The shop has been a mainstay of Port Isaac for the past 13 years now, but Calum has been fishing for 33 years, “since I was a baby” he jokes.

So where did the idea for the shop come from? “Before we opened, we were just exporting all the time to France and Spain. Prices didn’t really budge for about 30 years, but the costs started ramping up. We just came to a breaking point, and we had to either stop fishing or do something else.”

Exporting their catch also meant they had little say over how much they sell for, with both high quality and less up-to-scratch fish being sold in bulk together.

Selling their own produce out of their own shop was a way for Calum to take back control. “You are your own boss. You can, to an extent, set your own price. It is hard work to maintain a standard. But it is very rewarding when customers can see that we’re doing what we say we’re doing.” Transparency is key, and you can’t get much more transparent than watching Calum climb up the hill with his catch that will later be ready to purchase from the shop.

A fish is a fish

Calum casts a wide net in terms of the species he fishes for: crab, lobster, mackerel and pollock among the most common. The menu at Fresh from the Sea is in constant flux. And that’s a good thing, because to live up to the name, freshness is dependent on selling what’s in season.

“I’d like people to understand that fish are seasonal” says Calum (we wholeheartedly agree, by the way!) and he explains that while some people just think that “a fish is a fish” and that changing the menu to reflect what’s in season is great, others will come in and say, “well I had this the last time I was here, why aren’t you doing it now?”

It all comes back, once again, to quality for Calum, who feels cheated by those who take fish out of the sea before it’s reached full maturity. “Particularly with shellfish, you will get money for it, but it’s a poor product, so you’re giving someone a poor product. If you left that in the sea, about six month later, it would be in prime condition.”  

This particular case also ties into sustainability, an issue at the core of Fresh from the Sea. “Spider crab (a.k.a Cornish king crab) is a great example. Because really, you only want to be eating the large males. If we put everything else back, the whole thing would be sustainable.

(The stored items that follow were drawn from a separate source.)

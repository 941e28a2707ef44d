//! Domain entities - Core graph objects with identity

mod quest;
mod scene;
mod stage;
mod topic;

pub use quest::{
    Alias, PrimaryCapabilities, Quest, QuestFlags, Script, ScriptHost, ScriptProperty,
    SupportCapabilities,
};
pub use scene::{
    flags, Action, ActionKind, ActorSlot, ExchangeSlots, LoopBounds, Phase, ResponsePair, Scene,
    Sentiment,
};
pub use stage::{Fragment, LogEntry, Stage};
pub use topic::{Emotion, ResponseGroup, ResponseLine, Topic, TopicCategory, TopicSubtype};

Calum has been doing his part, supplying the National Lobster Hatchery in nearby Padstow with female lobsters. The Hatchery nurtures the female lobsters until their eggs hatch and the infants grow to a certain size, when they’re released into the sea, often by Calum.

Speaking about his motivation for sustainable fishing, Calum says “We can’t get away from the fact that we’ve been overfishing. My wife’s family goes back generations fishing. Her grandfather was like my mentor. In his stories, he used to tell us about the fish that was there. It’s not even close to what is there now. So I think we need to fish it in a properly sustainable manner. And leave it in a better place for the next generation than it was when we took it on.”

Go on and treat yourself to the freshest possible taste of Port Isaac! You can find Fresh from the Sea on New Road. They’re open from 9.30am – 4.00pm, except in bad weather, when Calum can’t get out on his boat to bring in any produce. See their Facebook, Instagram and website for more information.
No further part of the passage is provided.